Stored items

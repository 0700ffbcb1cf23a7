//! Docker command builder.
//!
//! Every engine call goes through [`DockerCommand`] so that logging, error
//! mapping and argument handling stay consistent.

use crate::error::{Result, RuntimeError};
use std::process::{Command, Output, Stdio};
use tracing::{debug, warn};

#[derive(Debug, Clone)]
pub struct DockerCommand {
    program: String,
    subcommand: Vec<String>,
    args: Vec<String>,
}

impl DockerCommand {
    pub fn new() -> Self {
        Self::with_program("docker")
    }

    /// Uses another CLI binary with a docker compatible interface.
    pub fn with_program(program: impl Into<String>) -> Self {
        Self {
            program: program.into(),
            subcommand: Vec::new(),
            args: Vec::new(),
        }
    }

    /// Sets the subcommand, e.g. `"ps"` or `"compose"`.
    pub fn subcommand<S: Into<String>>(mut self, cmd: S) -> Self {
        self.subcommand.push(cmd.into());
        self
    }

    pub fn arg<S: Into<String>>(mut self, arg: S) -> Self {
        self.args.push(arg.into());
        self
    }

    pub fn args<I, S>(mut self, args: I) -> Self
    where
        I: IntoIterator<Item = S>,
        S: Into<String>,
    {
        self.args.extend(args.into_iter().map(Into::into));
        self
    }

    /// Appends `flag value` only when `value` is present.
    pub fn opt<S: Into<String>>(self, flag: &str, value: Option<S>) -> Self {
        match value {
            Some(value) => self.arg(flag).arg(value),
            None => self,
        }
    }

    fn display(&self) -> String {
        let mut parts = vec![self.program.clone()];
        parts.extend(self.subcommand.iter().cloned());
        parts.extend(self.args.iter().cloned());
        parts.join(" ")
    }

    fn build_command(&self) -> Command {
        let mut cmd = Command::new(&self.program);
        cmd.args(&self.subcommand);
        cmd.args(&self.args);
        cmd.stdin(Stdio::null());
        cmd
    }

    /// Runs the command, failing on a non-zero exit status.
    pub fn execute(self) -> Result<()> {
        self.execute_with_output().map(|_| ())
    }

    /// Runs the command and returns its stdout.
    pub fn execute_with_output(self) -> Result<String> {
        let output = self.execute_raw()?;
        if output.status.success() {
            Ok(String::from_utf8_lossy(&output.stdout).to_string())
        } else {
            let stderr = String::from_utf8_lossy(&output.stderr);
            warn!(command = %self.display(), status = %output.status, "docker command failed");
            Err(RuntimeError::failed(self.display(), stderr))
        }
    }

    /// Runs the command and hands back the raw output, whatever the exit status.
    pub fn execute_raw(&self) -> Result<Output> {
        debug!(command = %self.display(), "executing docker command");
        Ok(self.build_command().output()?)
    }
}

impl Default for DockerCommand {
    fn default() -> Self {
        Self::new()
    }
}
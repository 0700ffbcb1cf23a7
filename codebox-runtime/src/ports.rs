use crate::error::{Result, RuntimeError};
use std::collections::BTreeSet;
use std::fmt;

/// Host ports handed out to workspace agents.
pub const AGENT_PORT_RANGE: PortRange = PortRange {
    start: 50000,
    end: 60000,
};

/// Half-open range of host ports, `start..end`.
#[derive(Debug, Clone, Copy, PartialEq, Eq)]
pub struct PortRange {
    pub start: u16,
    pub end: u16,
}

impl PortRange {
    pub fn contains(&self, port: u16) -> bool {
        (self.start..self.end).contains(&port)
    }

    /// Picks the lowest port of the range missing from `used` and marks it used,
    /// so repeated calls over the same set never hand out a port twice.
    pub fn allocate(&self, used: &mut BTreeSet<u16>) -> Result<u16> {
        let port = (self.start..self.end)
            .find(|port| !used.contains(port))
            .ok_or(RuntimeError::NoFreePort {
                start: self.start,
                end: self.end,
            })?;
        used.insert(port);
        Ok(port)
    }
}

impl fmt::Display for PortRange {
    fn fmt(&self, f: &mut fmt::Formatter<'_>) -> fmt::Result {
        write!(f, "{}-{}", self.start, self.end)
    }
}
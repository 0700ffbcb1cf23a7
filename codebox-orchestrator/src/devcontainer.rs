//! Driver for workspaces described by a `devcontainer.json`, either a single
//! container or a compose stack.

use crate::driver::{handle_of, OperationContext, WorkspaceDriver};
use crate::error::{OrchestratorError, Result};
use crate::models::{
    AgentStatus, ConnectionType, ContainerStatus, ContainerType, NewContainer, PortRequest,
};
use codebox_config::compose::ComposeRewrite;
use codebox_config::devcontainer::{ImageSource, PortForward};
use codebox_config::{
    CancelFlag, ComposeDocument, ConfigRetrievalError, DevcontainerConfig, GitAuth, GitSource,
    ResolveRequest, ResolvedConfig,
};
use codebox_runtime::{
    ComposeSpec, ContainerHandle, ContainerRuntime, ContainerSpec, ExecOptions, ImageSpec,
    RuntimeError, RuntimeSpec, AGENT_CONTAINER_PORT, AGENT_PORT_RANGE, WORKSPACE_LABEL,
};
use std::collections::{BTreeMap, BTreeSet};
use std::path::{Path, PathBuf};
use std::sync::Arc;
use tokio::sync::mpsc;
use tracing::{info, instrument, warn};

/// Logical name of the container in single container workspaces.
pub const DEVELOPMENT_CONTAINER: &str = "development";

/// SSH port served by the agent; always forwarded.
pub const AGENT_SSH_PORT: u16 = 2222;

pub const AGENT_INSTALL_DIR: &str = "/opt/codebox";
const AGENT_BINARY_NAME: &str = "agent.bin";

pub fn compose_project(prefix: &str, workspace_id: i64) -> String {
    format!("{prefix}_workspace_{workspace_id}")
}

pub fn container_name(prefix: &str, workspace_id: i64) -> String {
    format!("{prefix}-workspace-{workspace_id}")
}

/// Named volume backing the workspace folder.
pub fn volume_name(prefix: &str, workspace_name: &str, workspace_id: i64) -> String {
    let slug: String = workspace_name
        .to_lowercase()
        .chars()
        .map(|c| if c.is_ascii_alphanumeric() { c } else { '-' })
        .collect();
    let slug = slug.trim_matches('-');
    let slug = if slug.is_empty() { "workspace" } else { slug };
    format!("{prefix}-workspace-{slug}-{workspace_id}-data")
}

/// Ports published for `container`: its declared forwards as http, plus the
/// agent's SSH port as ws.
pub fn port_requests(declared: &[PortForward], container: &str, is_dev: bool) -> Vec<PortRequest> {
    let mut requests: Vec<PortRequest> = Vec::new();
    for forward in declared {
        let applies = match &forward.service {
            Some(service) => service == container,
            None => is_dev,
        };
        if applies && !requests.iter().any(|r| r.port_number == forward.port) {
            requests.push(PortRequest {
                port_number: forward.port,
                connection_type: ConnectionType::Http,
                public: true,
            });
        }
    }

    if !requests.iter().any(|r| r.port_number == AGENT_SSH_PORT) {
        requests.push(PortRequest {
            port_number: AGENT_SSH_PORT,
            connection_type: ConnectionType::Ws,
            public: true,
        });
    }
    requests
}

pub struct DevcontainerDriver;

The task> The response must hold only the lines above from the line with "that logging, error" through the line with "pub struct DockerCommand", each copied exactly, both ends kept.

Answer to the exercise>
//! Every engine call goes through [`DockerCommand`] so that logging, error
//! mapping and argument handling stay consistent.

use crate::error::{Result, RuntimeError};
use std::process::{Command, Output, Stdio};
use tracing::{debug, warn};

#[derive(Debug, Clone)]
pub struct DockerCommand {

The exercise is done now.